PROVIDED DATA:
--- START ---

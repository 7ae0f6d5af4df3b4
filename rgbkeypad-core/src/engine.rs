//! Tick-driven event engine
//!
//! [`Keypad`] owns the transport, every key state and the LED buffer. The
//! host calls [`Keypad::tick`] once per loop iteration; a tick:
//!
//! 1. Reads all raw key states from the transport
//! 2. Updates each key in index order, and for each key with an edge runs
//!    its handlers before the next key is looked at
//! 3. Wakes the LEDs on any activity
//! 4. Puts the LEDs to sleep once the idle timeout has passed since the
//!    last activity
//! 5. Flushes one LED frame to the transport
//!
//! Nothing happens between ticks. Handlers only get access to the LED of
//! the key that fired, through [`KeyContext`].

use core::convert::Infallible;

use heapless::Vec;

use crate::config::types::{check_brightness, secs_to_ms};
use crate::config::{ConfigError, KeypadConfig};
use crate::key::{Key, KEY_COUNT};
use crate::led::{LedBuffer, LedFrame, LedSlot, Rgb, SleepTimer};
use crate::registry::{CallbackRegistry, EventKind, Handler, HandlerId, RegistryError};
use crate::scan::{KeyState, TransitionKind};
use crate::time::Timestamp;
use crate::traits::KeypadTransport;

/// Errors returned from a tick
#[derive(Debug, Clone, Copy, PartialEq, Eq)]
#[cfg_attr(feature = "defmt", derive(defmt::Format))]
pub enum KeypadError<T, H> {
    /// Reading keys or writing the LED frame failed
    Transport(T),
    /// A registered handler failed
    Handler {
        /// Key whose handler failed
        key: Key,
        /// Event being dispatched
        kind: EventKind,
        /// Error returned by the handler
        error: H,
    },
}

/// What happened during one tick
#[derive(Debug, Clone, Copy, PartialEq, Eq, Default)]
#[cfg_attr(feature = "defmt", derive(defmt::Format))]
pub struct TickReport {
    /// Edge classified for each key, indexed by key number
    pub transitions: [TransitionKind; KEY_COUNT],
    /// LEDs were asleep and woke on this tick
    pub woke: bool,
    /// LEDs fell asleep on this tick
    pub fell_asleep: bool,
}

impl TickReport {
    /// Edge classified for one key
    pub fn transition(&self, key: Key) -> TransitionKind {
        self.transitions[key.index()]
    }

    /// Check if no key had an edge
    pub fn is_idle(&self) -> bool {
        !self.transitions.iter().any(TransitionKind::is_activity)
    }

    /// Keys with a given edge, in index order
    pub fn keys_with(&self, kind: TransitionKind) -> impl Iterator<Item = Key> + '_ {
        Key::all().filter(move |k| self.transitions[k.index()] == kind)
    }

    /// Number of keys with a given edge
    pub fn count(&self, kind: TransitionKind) -> usize {
        self.transitions.iter().filter(|t| **t == kind).count()
    }
}

/// Key-scoped view handed to handlers
///
/// Gives read access to the firing key's state and write access to its LED
/// only.
pub struct KeyContext<'a> {
    key: Key,
    state: &'a KeyState,
    led: LedSlot<'a>,
    now: Timestamp,
}

impl<'a> KeyContext<'a> {
    /// Create a context for one key
    pub fn new(key: Key, state: &'a KeyState, led: LedSlot<'a>, now: Timestamp) -> Self {
        Self {
            key,
            state,
            led,
            now,
        }
    }

    /// Key that fired
    pub fn key(&self) -> Key {
        self.key
    }

    /// Key number (0-15)
    pub fn number(&self) -> u8 {
        self.key.number()
    }

    /// Time of the tick being dispatched
    pub fn now(&self) -> Timestamp {
        self.now
    }

    /// Check if the key is down
    pub fn is_pressed(&self) -> bool {
        self.state.is_pressed()
    }

    /// Check if the hold fired for the current press
    pub fn is_held(&self) -> bool {
        self.state.is_held()
    }

    /// Milliseconds since the key was last pressed
    pub fn time_since_last_press(&self) -> Option<u64> {
        self.state.time_since_last_press(self.now)
    }

    /// Overwrite the key's LED color
    pub fn set_led(&mut self, r: u8, g: u8, b: u8) {
        self.led.set_led(r, g, b);
    }

    /// Overwrite the key's LED color
    pub fn set_rgb(&mut self, color: Rgb) {
        self.led.set_rgb(color);
    }

    /// Turn the key's LED off
    pub fn led_off(&mut self) {
        self.led.led_off();
    }

    /// Restore the key's remembered LED color
    pub fn led_on(&mut self) {
        self.led.led_on();
    }

    /// Switch the key's LED between its color and off
    pub fn toggle_led(&mut self) {
        self.led.toggle_led();
    }

    /// Key's buffered LED color
    pub fn rgb(&self) -> Rgb {
        self.led.rgb()
    }

    /// Check if the key's LED is lit
    pub fn is_lit(&self) -> bool {
        self.led.is_lit()
    }
}

/// Keypad engine
///
/// # Type parameters
/// - `T`: hardware transport
/// - `C`: host context passed to every handler
/// - `E`: handler error type
pub struct Keypad<T, C = (), E = Infallible> {
    transport: T,
    keys: [KeyState; KEY_COUNT],
    leds: LedBuffer,
    registry: CallbackRegistry<C, E>,
    hold_duration_ms: u32,
}

impl<T: KeypadTransport, C, E> Keypad<T, C, E> {
    /// Create an engine with every key released and every LED off
    pub fn new(transport: T, config: KeypadConfig) -> Result<Self, ConfigError> {
        config.validate()?;

        Ok(Self {
            transport,
            keys: [KeyState::new(); KEY_COUNT],
            leds: LedBuffer::new(
                config.brightness_pct,
                SleepTimer::new(config.sleep_enabled, config.sleep_timeout_ms),
            ),
            registry: CallbackRegistry::new(),
            hold_duration_ms: config.hold_duration_ms,
        })
    }

    /// Run one scan/dispatch/flush cycle
    ///
    /// `now` must never go backwards between calls. A transport error or a
    /// handler error ends the tick immediately: keys after the failing one
    /// are not scanned and no frame is written.
    pub fn tick(&mut self, now: Timestamp, ctx: &mut C) -> Result<TickReport, KeypadError<T::Error, E>> {
        let raw = self
            .transport
            .read_raw_states()
            .map_err(KeypadError::Transport)?;

        let mut report = TickReport::default();

        for key in Key::all() {
            let i = key.index();
            let transition = self.keys[i].update(raw[i], now, self.hold_duration_ms);
            report.transitions[i] = transition;

            let Some(kind) = EventKind::from_transition(transition) else {
                continue;
            };

            for handler in self.registry.handlers_for(key, kind) {
                let mut key_ctx = KeyContext::new(key, &self.keys[i], self.leds.slot(key), now);
                handler(&mut key_ctx, ctx)
                    .map_err(|error| KeypadError::Handler { key, kind, error })?;
            }

            if self.leds.sleep_mut().record_activity(now) {
                report.woke = true;
                #[cfg(feature = "defmt")]
                defmt::debug!("LEDs woken by key {}", key.number());
            }
        }

        report.fell_asleep = self.leds.sleep_mut().evaluate(now);
        if report.fell_asleep {
            #[cfg(feature = "defmt")]
            defmt::debug!("LEDs asleep after {} ms idle", self.leds.sleep().timeout_ms());
        }

        let frame = self.leds.frame();
        self.transport
            .write_frame(&frame)
            .map_err(KeypadError::Transport)?;

        Ok(report)
    }

    /// Append a handler for a key event
    pub fn register(
        &mut self,
        key: Key,
        kind: EventKind,
        handler: Handler<C, E>,
    ) -> Result<HandlerId, RegistryError> {
        self.registry.register(key, kind, handler)
    }

    /// Append a press handler for a key
    pub fn on_press(&mut self, key: Key, handler: Handler<C, E>) -> Result<HandlerId, RegistryError> {
        self.register(key, EventKind::Press, handler)
    }

    /// Append a release handler for a key
    pub fn on_release(&mut self, key: Key, handler: Handler<C, E>) -> Result<HandlerId, RegistryError> {
        self.register(key, EventKind::Release, handler)
    }

    /// Append a hold handler for a key
    pub fn on_hold(&mut self, key: Key, handler: Handler<C, E>) -> Result<HandlerId, RegistryError> {
        self.register(key, EventKind::Hold, handler)
    }

    /// Remove a handler
    pub fn unregister(&mut self, id: HandlerId) -> bool {
        self.registry.unregister(id)
    }

    /// Handler table
    pub fn registry(&self) -> &CallbackRegistry<C, E> {
        &self.registry
    }

    /// Handle on one key's LED, for use between ticks
    pub fn led(&mut self, key: Key) -> LedSlot<'_> {
        self.leds.slot(key)
    }

    /// Set every key's LED to the same color
    pub fn set_all(&mut self, r: u8, g: u8, b: u8) {
        self.leds.set_all(Rgb::new(r, g, b));
    }

    /// Frame the next flush would send
    pub fn frame(&self) -> LedFrame {
        self.leds.frame()
    }

    /// State of one key
    pub fn key_state(&self, key: Key) -> &KeyState {
        &self.keys[key.index()]
    }

    /// Check if a key is down
    pub fn is_pressed(&self, key: Key) -> bool {
        self.keys[key.index()].is_pressed()
    }

    /// Pressed state of every key, indexed by key number
    pub fn states(&self) -> [bool; KEY_COUNT] {
        let mut states = [false; KEY_COUNT];
        for (out, key) in states.iter_mut().zip(self.keys.iter()) {
            *out = key.is_pressed();
        }
        states
    }

    /// Keys currently down, in index order
    pub fn pressed_keys(&self) -> Vec<Key, KEY_COUNT> {
        Key::all().filter(|k| self.is_pressed(*k)).collect()
    }

    /// Check if no key is down
    pub fn none_pressed(&self) -> bool {
        !self.keys.iter().any(KeyState::is_pressed)
    }

    /// Check if the LEDs are blanked by the idle timer
    pub fn is_asleep(&self) -> bool {
        self.leds.sleep().is_asleep()
    }

    /// Enable or disable LED sleep
    pub fn set_sleep_enabled(&mut self, enabled: bool) {
        self.leds.sleep_mut().set_enabled(enabled);
    }

    /// Set the LED idle timeout in milliseconds
    pub fn set_sleep_timeout_ms(&mut self, timeout_ms: u32) {
        self.leds.sleep_mut().set_timeout_ms(timeout_ms);
    }

    /// Set the LED idle timeout in seconds
    pub fn set_sleep_timeout_s(&mut self, secs: f32) -> Result<(), ConfigError> {
        let ms = secs_to_ms(secs)?;
        self.set_sleep_timeout_ms(ms);
        Ok(())
    }

    /// Set the hold duration in milliseconds
    pub fn set_hold_duration_ms(&mut self, ms: u32) {
        self.hold_duration_ms = ms;
    }

    /// Set the hold duration in seconds
    pub fn set_hold_duration_s(&mut self, secs: f32) -> Result<(), ConfigError> {
        self.hold_duration_ms = secs_to_ms(secs)?;
        Ok(())
    }

    /// Set the global LED brightness (0-100%)
    pub fn set_brightness_pct(&mut self, pct: u8) -> Result<(), ConfigError> {
        self.leds.set_brightness_pct(check_brightness(pct)?);
        Ok(())
    }

    /// Current settings
    pub fn config(&self) -> KeypadConfig {
        let sleep = self.leds.sleep();
        KeypadConfig {
            hold_duration_ms: self.hold_duration_ms,
            sleep_enabled: sleep.is_enabled(),
            sleep_timeout_ms: sleep.timeout_ms(),
            brightness_pct: self.leds.brightness_pct(),
        }
    }

    /// Underlying transport
    pub fn transport(&self) -> &T {
        &self.transport
    }

    /// Underlying transport
    pub fn transport_mut(&mut self) -> &mut T {
        &mut self.transport
    }

    /// Consume the engine and return the transport
    pub fn release(self) -> T {
        self.transport
    }
}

--- END ---

DESCRIPTION OF THE TASK:
From the first line of the records above to the line that contains "from the transport", quote each line exactly.

RESULT OF THIS TASK:
repository 7ae0f6d5af4df3b4
filename rgbkeypad-core/src/engine.rs
//! Tick-driven event engine
//!
//! [`Keypad`] owns the transport, every key state and the LED buffer. The
//! host calls [`Keypad::tick`] once per loop iteration; a tick:
//!
//! 1. Reads all raw key states from the transport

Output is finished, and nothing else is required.